Aim of the task:
Using the records below, copy every line that holds the string "open".

#### Materials provided

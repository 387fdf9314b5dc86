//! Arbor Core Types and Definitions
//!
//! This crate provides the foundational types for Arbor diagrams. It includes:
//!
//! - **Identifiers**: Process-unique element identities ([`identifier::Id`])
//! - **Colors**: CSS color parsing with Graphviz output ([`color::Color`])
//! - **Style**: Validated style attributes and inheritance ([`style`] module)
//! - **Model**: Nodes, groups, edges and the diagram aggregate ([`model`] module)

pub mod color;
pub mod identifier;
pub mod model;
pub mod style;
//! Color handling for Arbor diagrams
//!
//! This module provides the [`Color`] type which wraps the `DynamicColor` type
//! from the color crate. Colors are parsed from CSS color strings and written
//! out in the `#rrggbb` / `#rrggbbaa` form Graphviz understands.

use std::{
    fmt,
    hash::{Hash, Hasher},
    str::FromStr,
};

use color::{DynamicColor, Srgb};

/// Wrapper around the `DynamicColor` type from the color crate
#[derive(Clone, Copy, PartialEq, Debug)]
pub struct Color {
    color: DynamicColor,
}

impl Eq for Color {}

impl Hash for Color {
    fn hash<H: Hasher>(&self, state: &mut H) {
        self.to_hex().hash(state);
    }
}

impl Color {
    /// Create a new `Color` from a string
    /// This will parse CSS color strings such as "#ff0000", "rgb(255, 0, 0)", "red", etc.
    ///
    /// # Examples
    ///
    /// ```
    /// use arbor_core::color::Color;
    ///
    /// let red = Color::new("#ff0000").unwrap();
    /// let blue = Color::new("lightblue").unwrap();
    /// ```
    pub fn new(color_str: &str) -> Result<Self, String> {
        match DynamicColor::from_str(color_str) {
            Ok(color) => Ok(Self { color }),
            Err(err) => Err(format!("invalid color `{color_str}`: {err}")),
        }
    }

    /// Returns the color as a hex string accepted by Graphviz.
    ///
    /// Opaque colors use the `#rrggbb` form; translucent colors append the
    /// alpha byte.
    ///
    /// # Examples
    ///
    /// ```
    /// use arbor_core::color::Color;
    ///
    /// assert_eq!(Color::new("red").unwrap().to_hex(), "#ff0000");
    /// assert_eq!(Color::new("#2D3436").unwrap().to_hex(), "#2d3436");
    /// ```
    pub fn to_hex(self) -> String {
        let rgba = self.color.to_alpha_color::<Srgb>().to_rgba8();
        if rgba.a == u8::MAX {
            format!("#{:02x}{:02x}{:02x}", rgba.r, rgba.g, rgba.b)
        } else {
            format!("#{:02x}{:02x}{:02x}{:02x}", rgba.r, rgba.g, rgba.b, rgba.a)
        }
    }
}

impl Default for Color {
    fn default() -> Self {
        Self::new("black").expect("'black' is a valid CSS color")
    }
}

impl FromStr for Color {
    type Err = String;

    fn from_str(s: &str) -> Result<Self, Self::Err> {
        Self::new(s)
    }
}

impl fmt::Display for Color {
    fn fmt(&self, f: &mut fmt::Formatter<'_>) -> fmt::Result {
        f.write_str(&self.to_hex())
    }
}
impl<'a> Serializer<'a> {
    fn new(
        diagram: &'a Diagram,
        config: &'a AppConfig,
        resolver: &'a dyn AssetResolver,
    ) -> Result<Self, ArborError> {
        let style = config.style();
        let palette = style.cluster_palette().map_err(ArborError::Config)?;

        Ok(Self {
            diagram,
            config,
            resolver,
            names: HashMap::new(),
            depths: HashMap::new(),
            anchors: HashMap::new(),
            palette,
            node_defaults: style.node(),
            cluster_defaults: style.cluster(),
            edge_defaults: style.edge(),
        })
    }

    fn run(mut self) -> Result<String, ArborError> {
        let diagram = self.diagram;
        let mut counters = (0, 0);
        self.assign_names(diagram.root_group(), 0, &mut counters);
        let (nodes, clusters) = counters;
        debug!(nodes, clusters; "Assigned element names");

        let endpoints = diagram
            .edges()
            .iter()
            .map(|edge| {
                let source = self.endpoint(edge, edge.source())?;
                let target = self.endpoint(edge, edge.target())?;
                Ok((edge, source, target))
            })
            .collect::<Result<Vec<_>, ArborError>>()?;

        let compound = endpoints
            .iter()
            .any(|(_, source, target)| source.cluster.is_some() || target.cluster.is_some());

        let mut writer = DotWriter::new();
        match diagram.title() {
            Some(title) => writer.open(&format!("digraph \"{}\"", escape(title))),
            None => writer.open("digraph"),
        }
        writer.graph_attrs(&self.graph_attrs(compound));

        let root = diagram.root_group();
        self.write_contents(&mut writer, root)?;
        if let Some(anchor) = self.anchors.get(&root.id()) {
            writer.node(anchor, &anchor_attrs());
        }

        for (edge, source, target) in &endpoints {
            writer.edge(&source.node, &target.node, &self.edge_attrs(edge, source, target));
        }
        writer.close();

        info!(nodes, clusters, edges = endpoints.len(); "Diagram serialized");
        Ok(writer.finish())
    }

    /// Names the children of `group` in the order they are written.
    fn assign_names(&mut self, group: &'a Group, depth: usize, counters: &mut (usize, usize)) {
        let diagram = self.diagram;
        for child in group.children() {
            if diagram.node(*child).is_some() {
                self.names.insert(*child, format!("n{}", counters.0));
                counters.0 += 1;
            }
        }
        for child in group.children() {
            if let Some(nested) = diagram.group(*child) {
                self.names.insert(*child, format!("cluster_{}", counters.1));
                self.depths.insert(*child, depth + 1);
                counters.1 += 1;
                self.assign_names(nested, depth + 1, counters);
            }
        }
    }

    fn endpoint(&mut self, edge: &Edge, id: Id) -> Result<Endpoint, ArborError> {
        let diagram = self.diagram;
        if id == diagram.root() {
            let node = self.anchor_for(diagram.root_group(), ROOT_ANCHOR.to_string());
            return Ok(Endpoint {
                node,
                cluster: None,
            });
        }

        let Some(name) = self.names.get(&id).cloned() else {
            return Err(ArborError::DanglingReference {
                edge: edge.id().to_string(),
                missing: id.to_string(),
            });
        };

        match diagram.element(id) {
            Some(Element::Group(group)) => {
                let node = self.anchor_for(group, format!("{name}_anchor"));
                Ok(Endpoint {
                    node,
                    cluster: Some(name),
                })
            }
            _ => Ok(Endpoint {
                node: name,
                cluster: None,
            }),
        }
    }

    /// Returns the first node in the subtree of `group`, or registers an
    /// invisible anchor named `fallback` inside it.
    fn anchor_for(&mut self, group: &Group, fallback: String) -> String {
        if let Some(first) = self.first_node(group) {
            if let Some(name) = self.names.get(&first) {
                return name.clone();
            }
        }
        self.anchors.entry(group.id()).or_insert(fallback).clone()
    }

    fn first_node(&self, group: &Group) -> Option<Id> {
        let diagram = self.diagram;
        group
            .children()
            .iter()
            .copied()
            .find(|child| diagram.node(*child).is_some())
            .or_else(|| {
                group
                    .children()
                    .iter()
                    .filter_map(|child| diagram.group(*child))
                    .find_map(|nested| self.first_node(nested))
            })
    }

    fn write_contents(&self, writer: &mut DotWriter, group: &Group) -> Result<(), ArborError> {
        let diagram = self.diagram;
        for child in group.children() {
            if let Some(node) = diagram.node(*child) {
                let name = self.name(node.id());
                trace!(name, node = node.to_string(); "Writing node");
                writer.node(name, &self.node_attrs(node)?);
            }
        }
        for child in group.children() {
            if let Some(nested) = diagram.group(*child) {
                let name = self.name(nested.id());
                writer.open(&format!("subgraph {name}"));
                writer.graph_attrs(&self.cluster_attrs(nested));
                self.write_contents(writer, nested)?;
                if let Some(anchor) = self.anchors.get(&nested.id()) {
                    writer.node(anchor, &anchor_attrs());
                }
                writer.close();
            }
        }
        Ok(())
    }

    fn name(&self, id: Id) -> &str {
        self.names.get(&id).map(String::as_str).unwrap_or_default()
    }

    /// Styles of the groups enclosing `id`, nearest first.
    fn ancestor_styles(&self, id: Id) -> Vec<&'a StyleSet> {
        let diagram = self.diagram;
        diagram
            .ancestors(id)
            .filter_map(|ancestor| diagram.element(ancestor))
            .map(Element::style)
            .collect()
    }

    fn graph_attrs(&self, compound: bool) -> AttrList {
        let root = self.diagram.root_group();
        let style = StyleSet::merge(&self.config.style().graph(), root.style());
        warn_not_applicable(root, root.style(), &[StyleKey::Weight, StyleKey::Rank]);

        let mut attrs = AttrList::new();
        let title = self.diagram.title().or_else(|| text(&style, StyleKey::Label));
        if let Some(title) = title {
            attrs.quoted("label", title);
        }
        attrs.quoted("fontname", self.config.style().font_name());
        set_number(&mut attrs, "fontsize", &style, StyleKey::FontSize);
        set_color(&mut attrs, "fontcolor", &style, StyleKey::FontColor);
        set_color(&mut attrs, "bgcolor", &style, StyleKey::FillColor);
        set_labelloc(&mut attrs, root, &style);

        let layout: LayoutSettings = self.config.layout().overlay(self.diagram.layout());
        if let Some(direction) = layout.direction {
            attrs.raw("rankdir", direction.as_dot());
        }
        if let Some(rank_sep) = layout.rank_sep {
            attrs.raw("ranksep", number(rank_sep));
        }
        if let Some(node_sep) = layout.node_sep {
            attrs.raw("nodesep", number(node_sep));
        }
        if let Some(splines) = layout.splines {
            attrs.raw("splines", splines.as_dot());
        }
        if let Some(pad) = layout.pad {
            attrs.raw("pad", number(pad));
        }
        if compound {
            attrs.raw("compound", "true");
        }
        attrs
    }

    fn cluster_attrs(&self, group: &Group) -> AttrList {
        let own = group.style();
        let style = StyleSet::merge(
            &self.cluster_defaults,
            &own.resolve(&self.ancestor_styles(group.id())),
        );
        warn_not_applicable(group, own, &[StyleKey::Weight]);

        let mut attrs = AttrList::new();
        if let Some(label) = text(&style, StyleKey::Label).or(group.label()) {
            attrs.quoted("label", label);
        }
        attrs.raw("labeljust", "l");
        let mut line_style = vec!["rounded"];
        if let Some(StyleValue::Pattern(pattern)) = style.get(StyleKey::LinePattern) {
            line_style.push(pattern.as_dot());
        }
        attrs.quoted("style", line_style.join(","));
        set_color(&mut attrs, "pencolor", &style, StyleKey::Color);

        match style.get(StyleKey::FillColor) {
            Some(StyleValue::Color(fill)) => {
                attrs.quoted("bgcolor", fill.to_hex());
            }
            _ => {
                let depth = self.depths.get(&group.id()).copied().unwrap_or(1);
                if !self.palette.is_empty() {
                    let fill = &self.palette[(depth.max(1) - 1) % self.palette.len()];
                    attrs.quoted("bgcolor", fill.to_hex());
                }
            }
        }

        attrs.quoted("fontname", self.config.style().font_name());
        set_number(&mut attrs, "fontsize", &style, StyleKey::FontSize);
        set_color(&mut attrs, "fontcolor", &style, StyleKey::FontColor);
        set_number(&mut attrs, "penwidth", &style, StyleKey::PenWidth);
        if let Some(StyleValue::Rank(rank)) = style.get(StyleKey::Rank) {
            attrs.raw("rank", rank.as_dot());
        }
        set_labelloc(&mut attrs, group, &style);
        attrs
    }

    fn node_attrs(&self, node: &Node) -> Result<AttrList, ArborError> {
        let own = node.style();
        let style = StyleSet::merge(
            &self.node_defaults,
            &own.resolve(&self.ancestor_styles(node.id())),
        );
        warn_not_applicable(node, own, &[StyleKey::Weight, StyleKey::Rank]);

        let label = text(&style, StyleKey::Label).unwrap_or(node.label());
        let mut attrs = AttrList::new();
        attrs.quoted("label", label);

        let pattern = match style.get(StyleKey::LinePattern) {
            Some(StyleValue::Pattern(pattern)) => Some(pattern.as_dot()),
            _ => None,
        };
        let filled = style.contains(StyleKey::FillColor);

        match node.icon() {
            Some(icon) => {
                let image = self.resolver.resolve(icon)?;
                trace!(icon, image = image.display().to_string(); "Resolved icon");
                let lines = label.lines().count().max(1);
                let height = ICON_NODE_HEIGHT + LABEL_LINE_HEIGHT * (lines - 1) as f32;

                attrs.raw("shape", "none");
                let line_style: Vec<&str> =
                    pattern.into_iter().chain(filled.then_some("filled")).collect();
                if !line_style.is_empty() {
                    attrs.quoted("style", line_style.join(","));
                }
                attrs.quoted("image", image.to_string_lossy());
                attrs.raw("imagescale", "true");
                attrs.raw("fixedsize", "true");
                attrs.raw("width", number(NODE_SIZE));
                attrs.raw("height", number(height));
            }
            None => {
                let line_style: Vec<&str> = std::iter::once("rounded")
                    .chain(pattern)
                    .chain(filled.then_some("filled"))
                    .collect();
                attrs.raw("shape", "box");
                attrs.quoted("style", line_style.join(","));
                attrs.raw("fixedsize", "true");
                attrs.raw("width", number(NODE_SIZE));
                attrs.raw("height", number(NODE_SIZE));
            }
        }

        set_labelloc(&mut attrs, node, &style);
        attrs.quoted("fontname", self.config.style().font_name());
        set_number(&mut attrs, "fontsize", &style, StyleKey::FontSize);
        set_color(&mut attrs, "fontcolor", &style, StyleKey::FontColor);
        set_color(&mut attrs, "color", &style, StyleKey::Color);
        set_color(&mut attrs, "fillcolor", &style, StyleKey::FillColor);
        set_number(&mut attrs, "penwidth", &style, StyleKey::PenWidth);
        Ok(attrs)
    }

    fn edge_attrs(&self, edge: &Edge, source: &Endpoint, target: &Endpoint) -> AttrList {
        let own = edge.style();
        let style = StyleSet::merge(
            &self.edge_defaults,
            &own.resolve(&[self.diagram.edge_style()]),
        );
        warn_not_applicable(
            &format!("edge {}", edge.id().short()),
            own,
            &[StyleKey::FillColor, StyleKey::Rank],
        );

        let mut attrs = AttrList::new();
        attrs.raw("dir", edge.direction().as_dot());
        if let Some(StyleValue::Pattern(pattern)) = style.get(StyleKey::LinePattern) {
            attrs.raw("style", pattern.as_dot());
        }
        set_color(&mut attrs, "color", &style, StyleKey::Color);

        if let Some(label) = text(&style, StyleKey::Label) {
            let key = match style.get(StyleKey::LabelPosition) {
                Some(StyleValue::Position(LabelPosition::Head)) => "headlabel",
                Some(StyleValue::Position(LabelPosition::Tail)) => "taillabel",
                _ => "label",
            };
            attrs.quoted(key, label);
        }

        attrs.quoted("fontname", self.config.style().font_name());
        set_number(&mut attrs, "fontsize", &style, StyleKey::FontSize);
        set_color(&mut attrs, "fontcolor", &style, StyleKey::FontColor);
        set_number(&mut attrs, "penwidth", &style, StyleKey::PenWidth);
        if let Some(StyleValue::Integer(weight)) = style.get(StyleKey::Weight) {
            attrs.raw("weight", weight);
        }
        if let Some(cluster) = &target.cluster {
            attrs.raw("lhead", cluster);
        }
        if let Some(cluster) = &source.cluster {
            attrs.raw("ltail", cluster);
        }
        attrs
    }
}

########

Answer box:
            Some(title) => writer.open(&format!("digraph \"{}\"", escape(title))),
            None => writer.open("digraph"),
                writer.open(&format!("subgraph {name}"));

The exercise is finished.